*** Opening MATERIAL FOR THE TASK ***

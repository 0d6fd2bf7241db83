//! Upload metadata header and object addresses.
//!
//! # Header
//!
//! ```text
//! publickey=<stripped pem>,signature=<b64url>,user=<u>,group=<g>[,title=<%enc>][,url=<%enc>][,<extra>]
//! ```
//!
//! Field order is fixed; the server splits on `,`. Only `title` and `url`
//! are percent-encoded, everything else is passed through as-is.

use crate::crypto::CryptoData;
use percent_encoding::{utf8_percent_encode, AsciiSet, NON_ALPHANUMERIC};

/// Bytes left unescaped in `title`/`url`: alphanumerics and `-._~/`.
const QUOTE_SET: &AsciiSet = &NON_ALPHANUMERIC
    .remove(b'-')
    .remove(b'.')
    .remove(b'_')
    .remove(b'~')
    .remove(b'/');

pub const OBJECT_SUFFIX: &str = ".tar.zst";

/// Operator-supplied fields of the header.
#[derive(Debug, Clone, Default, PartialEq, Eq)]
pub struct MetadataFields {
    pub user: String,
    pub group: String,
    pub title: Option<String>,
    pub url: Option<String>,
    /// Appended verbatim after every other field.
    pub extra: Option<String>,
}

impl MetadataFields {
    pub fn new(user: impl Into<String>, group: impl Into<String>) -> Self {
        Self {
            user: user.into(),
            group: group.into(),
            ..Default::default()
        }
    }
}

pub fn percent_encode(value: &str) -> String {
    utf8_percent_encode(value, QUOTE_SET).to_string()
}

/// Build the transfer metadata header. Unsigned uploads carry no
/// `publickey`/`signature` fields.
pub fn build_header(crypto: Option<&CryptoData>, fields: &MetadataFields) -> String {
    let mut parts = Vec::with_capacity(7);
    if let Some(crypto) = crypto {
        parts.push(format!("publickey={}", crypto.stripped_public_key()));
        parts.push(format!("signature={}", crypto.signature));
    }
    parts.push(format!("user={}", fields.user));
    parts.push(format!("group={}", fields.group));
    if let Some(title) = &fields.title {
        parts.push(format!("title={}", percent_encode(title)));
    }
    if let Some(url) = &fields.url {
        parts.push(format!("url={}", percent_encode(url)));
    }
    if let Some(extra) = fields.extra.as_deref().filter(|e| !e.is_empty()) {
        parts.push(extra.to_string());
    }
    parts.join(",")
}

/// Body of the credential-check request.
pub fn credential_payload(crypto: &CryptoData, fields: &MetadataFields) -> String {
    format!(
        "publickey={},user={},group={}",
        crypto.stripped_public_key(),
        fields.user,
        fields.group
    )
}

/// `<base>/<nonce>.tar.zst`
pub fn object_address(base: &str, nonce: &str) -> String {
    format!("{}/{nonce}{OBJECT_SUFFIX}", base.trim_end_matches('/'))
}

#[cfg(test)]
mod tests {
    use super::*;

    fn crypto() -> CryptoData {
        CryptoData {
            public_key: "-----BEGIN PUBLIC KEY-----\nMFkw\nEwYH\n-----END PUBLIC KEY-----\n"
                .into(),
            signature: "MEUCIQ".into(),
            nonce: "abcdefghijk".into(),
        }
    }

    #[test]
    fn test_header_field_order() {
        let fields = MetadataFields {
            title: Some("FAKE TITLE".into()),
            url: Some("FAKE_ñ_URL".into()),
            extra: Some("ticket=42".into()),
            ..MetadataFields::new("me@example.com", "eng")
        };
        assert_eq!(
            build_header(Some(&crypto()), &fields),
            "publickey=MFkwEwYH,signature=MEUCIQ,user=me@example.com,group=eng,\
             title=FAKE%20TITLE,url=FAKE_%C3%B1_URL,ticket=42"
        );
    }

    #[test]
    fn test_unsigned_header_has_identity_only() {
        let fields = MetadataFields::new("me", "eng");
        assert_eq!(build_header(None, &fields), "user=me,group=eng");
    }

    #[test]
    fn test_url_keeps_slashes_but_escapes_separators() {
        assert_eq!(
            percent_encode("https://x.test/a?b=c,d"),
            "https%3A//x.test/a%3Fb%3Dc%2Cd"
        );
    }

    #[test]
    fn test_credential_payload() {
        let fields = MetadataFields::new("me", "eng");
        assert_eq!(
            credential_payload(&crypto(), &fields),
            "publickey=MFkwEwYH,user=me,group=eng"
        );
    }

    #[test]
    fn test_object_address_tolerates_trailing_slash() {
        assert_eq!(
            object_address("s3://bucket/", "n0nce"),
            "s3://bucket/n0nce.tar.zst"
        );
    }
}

*** Closing MATERIAL FOR THE TASK ***
*** Opening MATERIAL FOR THE TASK ***

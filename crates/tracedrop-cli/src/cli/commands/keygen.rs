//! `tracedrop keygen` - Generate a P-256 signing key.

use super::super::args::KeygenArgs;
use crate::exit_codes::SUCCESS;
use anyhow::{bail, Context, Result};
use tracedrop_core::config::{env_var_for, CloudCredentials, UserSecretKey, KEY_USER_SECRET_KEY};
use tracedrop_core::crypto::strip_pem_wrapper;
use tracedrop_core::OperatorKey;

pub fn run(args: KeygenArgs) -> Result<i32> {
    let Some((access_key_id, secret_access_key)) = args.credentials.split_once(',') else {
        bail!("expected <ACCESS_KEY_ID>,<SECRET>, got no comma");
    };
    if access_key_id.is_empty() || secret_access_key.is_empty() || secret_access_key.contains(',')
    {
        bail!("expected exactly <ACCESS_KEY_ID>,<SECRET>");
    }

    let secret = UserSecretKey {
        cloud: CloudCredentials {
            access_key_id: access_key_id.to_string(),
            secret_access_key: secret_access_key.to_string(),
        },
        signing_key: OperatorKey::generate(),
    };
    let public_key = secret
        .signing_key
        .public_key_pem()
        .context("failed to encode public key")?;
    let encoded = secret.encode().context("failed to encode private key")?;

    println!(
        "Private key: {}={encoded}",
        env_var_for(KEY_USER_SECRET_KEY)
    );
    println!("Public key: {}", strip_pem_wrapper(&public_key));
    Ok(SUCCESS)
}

*** Closing MATERIAL FOR THE TASK ***

■ THE PROBLEM: Taking the material above, extract exactly and only the lines from the line with "repository 0d6fd2bf7241db83" to the line with "every other field.", inclusive of both.

■ TASK ANSWER:
repository 0d6fd2bf7241db83
//! Upload metadata header and object addresses.
//!
//! # Header
//!
//! ```text
//! publickey=<stripped pem>,signature=<b64url>,user=<u>,group=<g>[,title=<%enc>][,url=<%enc>][,<extra>]
//! ```
//!
//! Field order is fixed; the server splits on `,`. Only `title` and `url`
//! are percent-encoded, everything else is passed through as-is.

use crate::crypto::CryptoData;
use percent_encoding::{utf8_percent_encode, AsciiSet, NON_ALPHANUMERIC};

/// Bytes left unescaped in `title`/`url`: alphanumerics and `-._~/`.
const QUOTE_SET: &AsciiSet = &NON_ALPHANUMERIC
    .remove(b'-')
    .remove(b'.')
    .remove(b'_')
    .remove(b'~')
    .remove(b'/');

pub const OBJECT_SUFFIX: &str = ".tar.zst";

/// Operator-supplied fields of the header.
#[derive(Debug, Clone, Default, PartialEq, Eq)]
pub struct MetadataFields {
    pub user: String,
    pub group: String,
    pub title: Option<String>,
    pub url: Option<String>,
    /// Appended verbatim after every other field.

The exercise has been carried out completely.